P.C: Yeh, real well. One time, I'm going to tell you a story of something that happened to me on Saint James day. My father had many hogs there. He had them on alfalfa and I watched them and that day, well that night was going to be Saint James day. I thought of going, you know, on horse back to Gardner. Well I decided to pull a cart, that cart is still there at my house, to haul the alfalfa to the hogs. I put enough in the trough so they would have enough for the 2 days. And then a swarm of bees came to the alfalfa and stopped close to where I was standing. I picked up a rock and threw it at them and they came after me. God! Oh-oh-oh did they sting me. Listen, if I hadn't gone into the alfalfa, you know by the 25th of July it is pretty high. I went in low and there I was able to get rid of them. But they left my face a mess. Well because of the pain, I couldn't you know, celebrate, and later my dad would say what a good thing happened, you are so quiet now. I couldn't go so I missed both Saint James and Saint Anne celebrations. Well my eyes were so swollen I couldn't open them. And if I hadn't bothered them I don't imagine anything would have happened to me. But what….and I was a good marksman with the rocks, you know. Right where the ball was, there went the rock.

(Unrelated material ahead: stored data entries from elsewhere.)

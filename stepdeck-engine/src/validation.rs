//! Parameter Validator
//!
//! Checks raw launch parameters against a pipeline's declared schema and produces
//! the normalized input sent to the remote service. Pure: no I/O, no clock.

use serde_json::Value as JsonValue;
use std::collections::BTreeMap;
use std::fmt;
use stepdeck_core::domain::pipeline::{ParameterKind, ParameterSpec, PipelineConfig};
use thiserror::Error;

/// Raw parameters as supplied by an operator
pub type RawParams = BTreeMap<String, JsonValue>;

#[derive(Debug, Clone, Copy, PartialEq, Eq)]
pub enum ValidationErrorKind {
    UnknownParameter,
    MissingParameter,
    MultiplicityViolation,
    TypeMismatch,
    InvalidOption,
    EmptyValue,
}

impl fmt::Display for ValidationErrorKind {
    fn fmt(&self, f: &mut fmt::Formatter<'_>) -> fmt::Result {
        f.write_str(match self {
            ValidationErrorKind::UnknownParameter => "unknown parameter",
            ValidationErrorKind::MissingParameter => "missing parameter",
            ValidationErrorKind::MultiplicityViolation => "too many values",
            ValidationErrorKind::TypeMismatch => "type mismatch",
            ValidationErrorKind::InvalidOption => "invalid option",
            ValidationErrorKind::EmptyValue => "empty value",
        })
    }
}

#[derive(Debug, Clone, PartialEq, Eq, Error)]
#[error("{parameter}: {kind}: {message}")]
pub struct ValidationError {
    pub parameter: String,
    pub kind: ValidationErrorKind,
    pub message: String,
}

impl ValidationError {
    fn new(parameter: &str, kind: ValidationErrorKind, message: impl Into<String>) -> Self {
        Self {
            parameter: parameter.to_string(),
            kind,
            message: message.into(),
        }
    }
}

/// Launch parameters that passed validation
#[derive(Debug, Clone, Default, PartialEq)]
pub struct ValidatedParams {
    values: BTreeMap<String, JsonValue>,
}

impl ValidatedParams {
    pub fn get(&self, name: &str) -> Option<&JsonValue> {
        self.values.get(name)
    }

    pub fn as_map(&self) -> &BTreeMap<String, JsonValue> {
        &self.values
    }

    pub fn into_map(self) -> BTreeMap<String, JsonValue> {
        self.values
    }

    /// JSON document used as execution input
    pub fn to_input_json(&self) -> String {
        JsonValue::Object(
            self.values
                .iter()
                .map(|(k, v)| (k.clone(), v.clone()))
                .collect(),
        )
        .to_string()
    }
}

/// Validates `raw` against the parameters declared by `pipeline`
///
/// Undeclared keys are rejected first; declared parameters are then checked in
/// declaration order and the first failure is returned. A `null` value counts as
/// not supplied.
pub fn validate(pipeline: &PipelineConfig, raw: &RawParams) -> Result<ValidatedParams, ValidationError> {
    if let Some(unknown) = raw.keys().find(|key| pipeline.parameter(key).is_none()) {
        return Err(ValidationError::new(
            unknown,
            ValidationErrorKind::UnknownParameter,
            format!("'{}' does not declare this parameter", pipeline.name),
        ));
    }

    let mut values = BTreeMap::new();
    for spec in &pipeline.parameters {
        let supplied = raw.get(&spec.name).filter(|v| !v.is_null());
        if let Some(value) = validate_parameter(spec, supplied)? {
            values.insert(spec.name.clone(), value);
        }
    }

    Ok(ValidatedParams { values })
}

/// Validates one parameter; `Ok(None)` leaves an optional parameter out
fn validate_parameter(spec: &ParameterSpec, supplied: Option<&JsonValue>) -> Result<Option<JsonValue>, ValidationError> {
    let Some(value) = supplied else {
        return match spec.kind.default_value() {
            Some(default) => Ok(Some(default)),
            None if spec.optional => Ok(None),
            None => Err(ValidationError::new(
                &spec.name,
                ValidationErrorKind::MissingParameter,
                "a value is required",
            )),
        };
    };

    let mismatch = |expected: &str| {
        ValidationError::new(
            &spec.name,
            ValidationErrorKind::TypeMismatch,
            format!("expected {}, got {}", expected, value),
        )
    };

    match &spec.kind {
        ParameterKind::String { default } | ParameterKind::Text { default } => {
            let text = value.as_str().ok_or_else(|| mismatch("a string"))?.trim();
            if text.is_empty() && (default.is_some() || !spec.optional) {
                return Err(ValidationError::new(
                    &spec.name,
                    ValidationErrorKind::EmptyValue,
                    "must not be empty",
                ));
            }
            Ok(Some(JsonValue::String(text.to_string())))
        }
        ParameterKind::Integer { .. } => {
            let number = match value {
                JsonValue::Number(n) => n.as_i64(),
                JsonValue::String(s) => s.trim().parse::<i64>().ok(),
                _ => None,
            };
            number
                .map(|n| Some(JsonValue::from(n)))
                .ok_or_else(|| mismatch("an integer"))
        }
        ParameterKind::Boolean { .. } => match value {
            JsonValue::Bool(b) => Ok(Some(JsonValue::Bool(*b))),
            JsonValue::String(s) if s == "true" => Ok(Some(JsonValue::Bool(true))),
            JsonValue::String(s) if s == "false" => Ok(Some(JsonValue::Bool(false))),
            _ => Err(mismatch("true or false")),
        },
        ParameterKind::Select {
            options, multiple, ..
        } => {
            let chosen = select_values(spec, options, value)?;
            if chosen.is_empty() {
                return Err(ValidationError::new(
                    &spec.name,
                    ValidationErrorKind::EmptyValue,
                    "choose at least one option",
                ));
            }
            if !multiple && chosen.len() > 1 {
                return Err(ValidationError::new(
                    &spec.name,
                    ValidationErrorKind::MultiplicityViolation,
                    format!("exactly one value accepted, got {}", chosen.len()),
                ));
            }
            if let Some(invalid) = chosen.iter().find(|c| !options.contains(c)) {
                return Err(ValidationError::new(
                    &spec.name,
                    ValidationErrorKind::InvalidOption,
                    format!("'{}' is not one of [{}]", invalid, options.join(", ")),
                ));
            }

            if *multiple {
                Ok(Some(JsonValue::Array(
                    chosen.into_iter().map(JsonValue::String).collect(),
                )))
            } else {
                Ok(chosen.into_iter().next().map(JsonValue::String))
            }
        }
    }
}

/// Values chosen for a select, in order and without repeats
///
/// Strings may carry a comma separated list unless the whole string is itself
/// one of the options.
fn select_values(spec: &ParameterSpec, options: &[String], value: &JsonValue) -> Result<Vec<String>, ValidationError> {
    let raw: Vec<String> = match value {
        JsonValue::String(s) if options.iter().any(|o| o == s.trim()) => vec![s.trim().to_string()],
        JsonValue::String(s) => s
            .split(',')
            .map(str::trim)
            .filter(|v| !v.is_empty())
            .map(str::to_string)
            .collect(),
        JsonValue::Array(items) => items
            .iter()
            .map(|item| {
                item.as_str().map(|s| s.trim().to_string()).ok_or_else(|| {
                    ValidationError::new(
                        &spec.name,
                        ValidationErrorKind::TypeMismatch,
                        format!("expected option names, got {}", item),
                    )
                })
            })
            .collect::<Result<_, _>>()?,
        other => {
            return Err(ValidationError::new(
                &spec.name,
                ValidationErrorKind::TypeMismatch,
                format!("expected an option, got {}", other),
            ));
        }
    };

    let mut chosen: Vec<String> = Vec::with_capacity(raw.len());
    for value in raw {
        if !chosen.contains(&value) {
            chosen.push(value);
        }
    }
    Ok(chosen)
}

G.C: What did they do there in Gardner?

P.C: Well they had diversions, horse races and horsemanship with the calves. One time my brother-in-law, Pedro Jose, and I had a rodeo.

G.C: You organized it?

P.C: Yeh. I enjoyed riding horses.

G.C: Did you do it often?

P.C: Yeh. I did it very often. I broke horses for many people too. For Mr. Quino Montez.

G.C: What kind of laws did they have?

P.C: Laws?

G.C: Law yes.

P.C: Well I believe that….you mean the law?

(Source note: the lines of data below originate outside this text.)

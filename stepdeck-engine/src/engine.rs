//! Reconciliation Engine
//!
//! One poller task per environment. Readers get the latest published
//! [`ReconciliationSnapshot`] without waiting on any poll in progress.

use chrono::Utc;
use std::collections::BTreeMap;
use std::sync::Arc;
use stepdeck_client::ExecutionAdapter;
use stepdeck_core::domain::execution::{ExecutionKey, ExecutionRecord, ExecutionStatus};
use stepdeck_core::domain::snapshot::ReconciliationSnapshot;
use thiserror::Error;
use tokio::sync::{Mutex, mpsc, oneshot, watch};
use tokio::task::JoinHandle;
use tokio_util::sync::CancellationToken;
use tracing::{info, warn};

use crate::catalog::Catalog;
use crate::reconciler::Reconciler;
use crate::scheduler::{EnvironmentPoller, Intent, PollerSettings};
use crate::settings::Settings;

/// Queued local commands per environment
const INTENT_BUFFER: usize = 64;

#[derive(Debug, Error)]
pub enum EngineError {
    #[error("Unknown environment: {0}")]
    UnknownEnvironment(String),

    #[error("Poller for {0} is not running")]
    Stopped(String),
}

struct EnvironmentHandle {
    snapshots: watch::Receiver<Arc<ReconciliationSnapshot>>,
    intents: mpsc::Sender<Intent>,
}

/// Running pollers and their published snapshots
pub struct ReconciliationEngine {
    environments: BTreeMap<String, EnvironmentHandle>,
    cancel: CancellationToken,
    tasks: Mutex<Vec<JoinHandle<()>>>,
}

impl ReconciliationEngine {
    /// Spawns a poller for every configured environment
    pub fn start(
        settings: &Settings,
        catalog: watch::Receiver<Arc<Catalog>>,
        adapter: ExecutionAdapter,
    ) -> Self {
        let cancel = CancellationToken::new();
        let poller_settings = PollerSettings {
            interval: settings.poll_interval,
            jitter: settings.poll_jitter,
            page_size: settings.list_page_size,
            max_pages: settings.list_max_pages,
        };

        let mut environments = BTreeMap::new();
        let mut tasks = Vec::new();

        for environment in &settings.environments {
            let (publisher, snapshots) =
                watch::channel(Arc::new(ReconciliationSnapshot::empty(environment)));
            let (intents, intents_rx) = mpsc::channel(INTENT_BUFFER);

            let poller = EnvironmentPoller::new(
                Reconciler::new(environment, settings.confirm_ticks, settings.max_records),
                adapter.clone(),
                catalog.clone(),
                intents_rx,
                publisher,
                poller_settings,
                cancel.child_token(),
            );
            tasks.push(tokio::spawn(poller.run()));
            environments.insert(
                environment.clone(),
                EnvironmentHandle {
                    snapshots,
                    intents,
                },
            );
        }

        info!(
            "Reconciliation engine started for {} environments",
            environments.len()
        );

        Self {
            environments,
            cancel,
            tasks: Mutex::new(tasks),
        }
    }

    pub fn environments(&self) -> impl Iterator<Item = &str> {
        self.environments.keys().map(String::as_str)
    }

    /// Latest published snapshot of an environment
    pub fn snapshot(&self, environment: &str) -> Option<Arc<ReconciliationSnapshot>> {
        self.environments
            .get(environment)
            .map(|handle| handle.snapshots.borrow().clone())
    }

    /// Notified on every publication of an environment's snapshot
    pub fn subscribe(
        &self,
        environment: &str,
    ) -> Option<watch::Receiver<Arc<ReconciliationSnapshot>>> {
        self.environments
            .get(environment)
            .map(|handle| handle.snapshots.clone())
    }

    /// Waits until an environment has merged its first poll
    pub async fn first_poll(
        &self,
        environment: &str,
    ) -> Result<Arc<ReconciliationSnapshot>, EngineError> {
        let mut snapshots = self
            .subscribe(environment)
            .ok_or_else(|| EngineError::UnknownEnvironment(environment.to_string()))?;
        let snapshot = snapshots
            .wait_for(|snapshot| snapshot.sequence > 0)
            .await
            .map_err(|_| EngineError::Stopped(environment.to_string()))?;
        Ok(snapshot.clone())
    }

    /// Current view of one execution
    pub fn record(&self, key: &ExecutionKey) -> Option<ExecutionRecord> {
        self.snapshot(&key.environment)?
            .get(&key.execution_id)
            .cloned()
    }

    pub(crate) async fn track(&self, record: ExecutionRecord) -> Result<ExecutionRecord, EngineError> {
        let environment = record.key.environment.clone();
        self.send(&environment, |ack| Intent::Track { record, ack })
            .await
    }

    pub(crate) async fn note_stop(
        &self,
        key: &ExecutionKey,
    ) -> Result<Option<ExecutionRecord>, EngineError> {
        let execution_id = key.execution_id.clone();
        self.send(&key.environment, |ack| Intent::StopRequested {
            execution_id,
            at: Utc::now(),
            ack,
        })
        .await
    }

    pub(crate) async fn note_redrive(
        &self,
        key: &ExecutionKey,
    ) -> Result<Result<ExecutionRecord, Option<ExecutionStatus>>, EngineError> {
        let execution_id = key.execution_id.clone();
        self.send(&key.environment, |ack| Intent::Redriven { execution_id, ack })
            .await
    }

    async fn send<T>(
        &self,
        environment: &str,
        intent: impl FnOnce(oneshot::Sender<T>) -> Intent,
    ) -> Result<T, EngineError> {
        let handle = self
            .environments
            .get(environment)
            .ok_or_else(|| EngineError::UnknownEnvironment(environment.to_string()))?;

        let (ack, acked) = oneshot::channel();
        handle
            .intents
            .send(intent(ack))
            .await
            .map_err(|_| EngineError::Stopped(environment.to_string()))?;
        acked
            .await
            .map_err(|_| EngineError::Stopped(environment.to_string()))
    }

    /// Stops every poller and waits for them to exit
    ///
    /// Polls in flight are abandoned; their results are never merged.
    pub async fn shutdown(&self) {
        self.cancel.cancel();
        let tasks = std::mem::take(&mut *self.tasks.lock().await);
        for task in tasks {
            if let Err(e) = task.await {
                warn!("Poller task ended abnormally: {}", e);
            }
        }
        info!("Reconciliation engine stopped");
    }
}

impl Drop for ReconciliationEngine {
    fn drop(&mut self) {
        self.cancel.cancel();
    }
}

#[cfg(test)]
mod tests {
    use super::*;
    use std::time::Duration;
    use stepdeck_client::RetryPolicy;
    use stepdeck_client::testing::InMemoryWorkflow;

    fn engine() -> ReconciliationEngine {
        let mut settings = Settings::default();
        settings.environments = vec!["staging".to_string(), "production".to_string()];
        settings.poll_jitter = Duration::ZERO;
        let adapter = ExecutionAdapter::new(
            Arc::new(InMemoryWorkflow::new()),
            RetryPolicy::default(),
        );
        let (_tx, catalog) = watch::channel(Arc::new(Catalog::empty()));
        ReconciliationEngine::start(&settings, catalog, adapter)
    }

    #[tokio::test(start_paused = true)]
    async fn test_start_spawns_one_poller_per_environment() {
        let engine = engine();
        let environments: Vec<_> = engine.environments().collect();
        assert_eq!(environments, vec!["production", "staging"]);

        let snapshot = engine.snapshot("staging").unwrap();
        assert_eq!(snapshot.environment, "staging");
        assert!(engine.snapshot("development").is_none());

        engine.shutdown().await;
    }

    #[tokio::test(start_paused = true)]
    async fn test_track_unknown_environment() {
        let engine = engine();
        let record = ExecutionRecord::speculative(
            ExecutionKey::new("development", "local-1"),
            "reviews",
            "run",
            BTreeMap::new(),
        );
        let result = engine.track(record).await;
        assert!(matches!(result, Err(EngineError::UnknownEnvironment(_))));
        engine.shutdown().await;
    }

    #[tokio::test(start_paused = true)]
    async fn test_intents_after_shutdown_fail() {
        let engine = engine();
        engine.shutdown().await;

        let key = ExecutionKey::new("staging", "local-1");
        let result = engine.note_stop(&key).await;
        assert!(matches!(result, Err(EngineError::Stopped(_))));
    }

    #[tokio::test(start_paused = true)]
    async fn test_first_poll_waits_for_a_merge() {
        let engine = engine();
        let snapshot = engine.first_poll("staging").await.unwrap();
        assert_eq!(snapshot.sequence, 1);

        let unknown = engine.first_poll("development").await;
        assert!(matches!(unknown, Err(EngineError::UnknownEnvironment(_))));
        engine.shutdown().await;
    }

    #[tokio::test(start_paused = true)]
    async fn test_tracked_record_is_visible_to_readers() {
        let engine = engine();
        let key = ExecutionKey::new("staging", "local-1");
        let record = ExecutionRecord::speculative(key.clone(), "reviews", "run", BTreeMap::new());

        let tracked = engine.track(record).await.unwrap();
        assert_eq!(tracked.status, ExecutionStatus::PendingConfirm);
        assert_eq!(
            engine.record(&key).map(|r| r.status),
            Some(ExecutionStatus::PendingConfirm)
        );
        engine.shutdown().await;
    }
}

G.C: Yes. In the days when you were very young.

P.C: Well there were, you know, when I was small we had the sheriff.

G.C: In the days of the celebrations….?

P.C: Oh the days of celebration. Yeh, well….

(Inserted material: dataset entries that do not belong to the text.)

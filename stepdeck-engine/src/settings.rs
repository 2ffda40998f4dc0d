//! Runtime settings
//!
//! Polling cadence, remote call bounds and the known environments. Values come
//! from `STEPDECK_*` environment variables with fallbacks to the defaults below;
//! the CLI may override any of them with flags.

use std::path::PathBuf;
use std::time::Duration;
use stepdeck_client::RetryPolicy;
use thiserror::Error;

#[derive(Debug, Error, PartialEq, Eq)]
pub enum SettingsError {
    #[error("{name} has an invalid value '{value}'")]
    Invalid { name: String, value: String },

    #[error("{0}")]
    Constraint(String),
}

/// Console runtime settings
#[derive(Debug, Clone, PartialEq)]
pub struct Settings {
    /// Directory holding pipeline definition files
    pub config_dir: PathBuf,

    /// Workflow API endpoint (e.g., "http://localhost:8083")
    pub workflow_endpoint: String,

    /// Environments definitions may reference
    pub environments: Vec<String>,

    /// Time between polls of one environment
    pub poll_interval: Duration,

    /// Upper bound of the random delay added to every tick
    pub poll_jitter: Duration,

    /// Ticks a speculative record may wait before it is declared unconfirmed
    pub confirm_ticks: u32,

    /// Records kept per environment
    pub max_records: usize,

    pub list_page_size: u32,
    pub list_max_pages: u32,

    /// Hard deadline of one remote call, retries included
    pub call_deadline: Duration,

    pub retry_max_attempts: u32,
    pub retry_base_delay: Duration,
    pub retry_max_delay: Duration,

    /// Secret holding the workflow API credentials, resolved at startup
    pub secret_name: Option<String>,
    pub secret_key: String,

    /// Artifact root (`s3://bucket` or a local directory)
    pub artifact_root: Option<String>,
}

fn parse_var<T: std::str::FromStr>(name: &str) -> Result<Option<T>, SettingsError> {
    match std::env::var(name) {
        Ok(value) if !value.trim().is_empty() => value
            .trim()
            .parse::<T>()
            .map(Some)
            .map_err(|_| SettingsError::Invalid {
                name: name.to_string(),
                value,
            }),
        _ => Ok(None),
    }
}

fn string_var(name: &str) -> Option<String> {
    std::env::var(name)
        .ok()
        .map(|v| v.trim().to_string())
        .filter(|v| !v.is_empty())
}

/// Splits a comma separated list, dropping blanks
pub fn parse_list(raw: &str) -> Vec<String> {
    raw.split(',')
        .map(str::trim)
        .filter(|s| !s.is_empty())
        .map(str::to_string)
        .collect()
}

impl Settings {
    /// Creates settings with defaults
    pub fn new(config_dir: impl Into<PathBuf>, workflow_endpoint: impl Into<String>) -> Self {
        Self {
            config_dir: config_dir.into(),
            workflow_endpoint: workflow_endpoint.into(),
            environments: vec![
                "development".to_string(),
                "staging".to_string(),
                "production".to_string(),
            ],
            poll_interval: Duration::from_secs(10),
            poll_jitter: Duration::from_millis(1500),
            confirm_ticks: 6,
            max_records: 200,
            list_page_size: 20,
            list_max_pages: 3,
            call_deadline: Duration::from_secs(8),
            retry_max_attempts: 5,
            retry_base_delay: Duration::from_millis(200),
            retry_max_delay: Duration::from_millis(5000),
            secret_name: None,
            secret_key: "token".to_string(),
            artifact_root: None,
        }
    }

    /// Creates settings from environment variables
    ///
    /// Recognized environment variables:
    /// - STEPDECK_CONFIG_DIR (default: configs)
    /// - STEPDECK_WORKFLOW_ENDPOINT (default: http://localhost:8083)
    /// - STEPDECK_ENVIRONMENTS (comma separated, default: development,staging,production)
    /// - STEPDECK_POLL_INTERVAL (seconds, default: 10)
    /// - STEPDECK_POLL_JITTER_MS (default: 1500)
    /// - STEPDECK_CONFIRM_TICKS (default: 6)
    /// - STEPDECK_MAX_RECORDS (default: 200)
    /// - STEPDECK_LIST_PAGE_SIZE (default: 20)
    /// - STEPDECK_LIST_MAX_PAGES (default: 3)
    /// - STEPDECK_CALL_DEADLINE (seconds, default: 8)
    /// - STEPDECK_RETRY_MAX_ATTEMPTS (default: 5)
    /// - STEPDECK_RETRY_BASE_MS (default: 200)
    /// - STEPDECK_RETRY_MAX_DELAY_MS (default: 5000)
    /// - STEPDECK_SECRET_NAME (optional)
    /// - STEPDECK_SECRET_KEY (default: token)
    /// - STEPDECK_ARTIFACT_ROOT (optional)
    pub fn from_env() -> Result<Self, SettingsError> {
        let mut settings = Self::default();

        if let Some(dir) = string_var("STEPDECK_CONFIG_DIR") {
            settings.config_dir = PathBuf::from(dir);
        }
        if let Some(endpoint) = string_var("STEPDECK_WORKFLOW_ENDPOINT") {
            settings.workflow_endpoint = endpoint;
        }
        if let Some(environments) = string_var("STEPDECK_ENVIRONMENTS") {
            settings.environments = parse_list(&environments);
        }
        if let Some(secs) = parse_var::<u64>("STEPDECK_POLL_INTERVAL")? {
            settings.poll_interval = Duration::from_secs(secs);
        }
        if let Some(ms) = parse_var::<u64>("STEPDECK_POLL_JITTER_MS")? {
            settings.poll_jitter = Duration::from_millis(ms);
        }
        if let Some(ticks) = parse_var("STEPDECK_CONFIRM_TICKS")? {
            settings.confirm_ticks = ticks;
        }
        if let Some(max) = parse_var("STEPDECK_MAX_RECORDS")? {
            settings.max_records = max;
        }
        if let Some(size) = parse_var("STEPDECK_LIST_PAGE_SIZE")? {
            settings.list_page_size = size;
        }
        if let Some(pages) = parse_var("STEPDECK_LIST_MAX_PAGES")? {
            settings.list_max_pages = pages;
        }
        if let Some(secs) = parse_var::<u64>("STEPDECK_CALL_DEADLINE")? {
            settings.call_deadline = Duration::from_secs(secs);
        }
        if let Some(attempts) = parse_var("STEPDECK_RETRY_MAX_ATTEMPTS")? {
            settings.retry_max_attempts = attempts;
        }
        if let Some(ms) = parse_var::<u64>("STEPDECK_RETRY_BASE_MS")? {
            settings.retry_base_delay = Duration::from_millis(ms);
        }
        if let Some(ms) = parse_var::<u64>("STEPDECK_RETRY_MAX_DELAY_MS")? {
            settings.retry_max_delay = Duration::from_millis(ms);
        }
        settings.secret_name = string_var("STEPDECK_SECRET_NAME");
        if let Some(key) = string_var("STEPDECK_SECRET_KEY") {
            settings.secret_key = key;
        }
        settings.artifact_root = string_var("STEPDECK_ARTIFACT_ROOT");

        Ok(settings)
    }

    /// Validates the settings
    pub fn validate(&self) -> Result<(), SettingsError> {
        let fail = |message: &str| -> Result<(), SettingsError> {
            Err(SettingsError::Constraint(message.to_string()))
        };

        if !self.workflow_endpoint.starts_with("http://")
            && !self.workflow_endpoint.starts_with("https://")
        {
            return fail("workflow_endpoint must start with http:// or https://");
        }
        if self.environments.is_empty() {
            return fail("at least one environment is required");
        }
        if self.poll_interval.is_zero() {
            return fail("poll_interval must be greater than 0");
        }
        if self.poll_jitter >= self.poll_interval {
            return fail("poll_jitter must be shorter than poll_interval");
        }
        if self.call_deadline.is_zero() {
            return fail("call_deadline must be greater than 0");
        }
        if self.call_deadline >= self.poll_interval {
            return fail("call_deadline must be shorter than poll_interval");
        }
        if self.confirm_ticks == 0 {
            return fail("confirm_ticks must be at least 1");
        }
        if self.max_records == 0 {
            return fail("max_records must be at least 1");
        }
        if !(1..=1000).contains(&self.list_page_size) {
            return fail("list_page_size must be between 1 and 1000");
        }
        if self.list_max_pages == 0 {
            return fail("list_max_pages must be at least 1");
        }
        if self.retry_max_attempts == 0 {
            return fail("retry_max_attempts must be at least 1");
        }

        Ok(())
    }

    /// Retry policy for remote calls
    pub fn retry_policy(&self) -> RetryPolicy {
        RetryPolicy::new(
            self.retry_max_attempts,
            self.retry_base_delay,
            self.retry_max_delay,
            self.call_deadline,
        )
    }

    pub fn is_known_environment(&self, environment: &str) -> bool {
        self.environments.iter().any(|e| e == environment)
    }
}

impl Default for Settings {
    fn default() -> Self {
        Self::new("configs", "http://localhost:8083")
    }
}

G.C: Oh no. I asked you about the law.

P.C: About the law yeh. Well there were always deputies, you know that watched at the dances but the people always fought whether they were there or not.

G.C: Who did you say was the first court official?

P.C: The first court official in this county was in Badito. My father mentioned him, but, by God I can't remember his name. There was a jail there.

G.C: Do you remember or….?

P.C: Oh no. I don't remember. My father….it was their conversation.

G.C: What kind of meals did the people have?

P.C: Good, well I'll tell you in those days they ate more healthful than we have today. All the food was….They killed their own meat, made their own lard and that's how they reaped their food. They made their flour. I remember my father came to have his flour ground here in La Veta. He brought the wheat to have it ground and they had flour from one year to the next. Lard in the same manner. In those days there weren't any refrigerators, but they processed the meat you know, they dried it.

G.C: Did they grow a lot of grain?

P.C: Oh yeh they harvested a lot of grain.

G.C: And about the schools?

P.C: Well about the schools, we had to go very far, understand.

G.C: Where did you go?

P.C: Well first I went to school in Chama, on foot. It was a direct route you know. And then they changed the Chama district and divided it to Redwing. There in that old school that is still there, I also went to school there and also in Gardner. When I was younger my mother thought of taking me to one of her aunts, I mean to stay, not aunt but my mother's sister. The late Metra Harmes. Well no she isn't the late. She's still alive. And they took me there and I stayed the whole winter. Well from there it wasn't too far to school see.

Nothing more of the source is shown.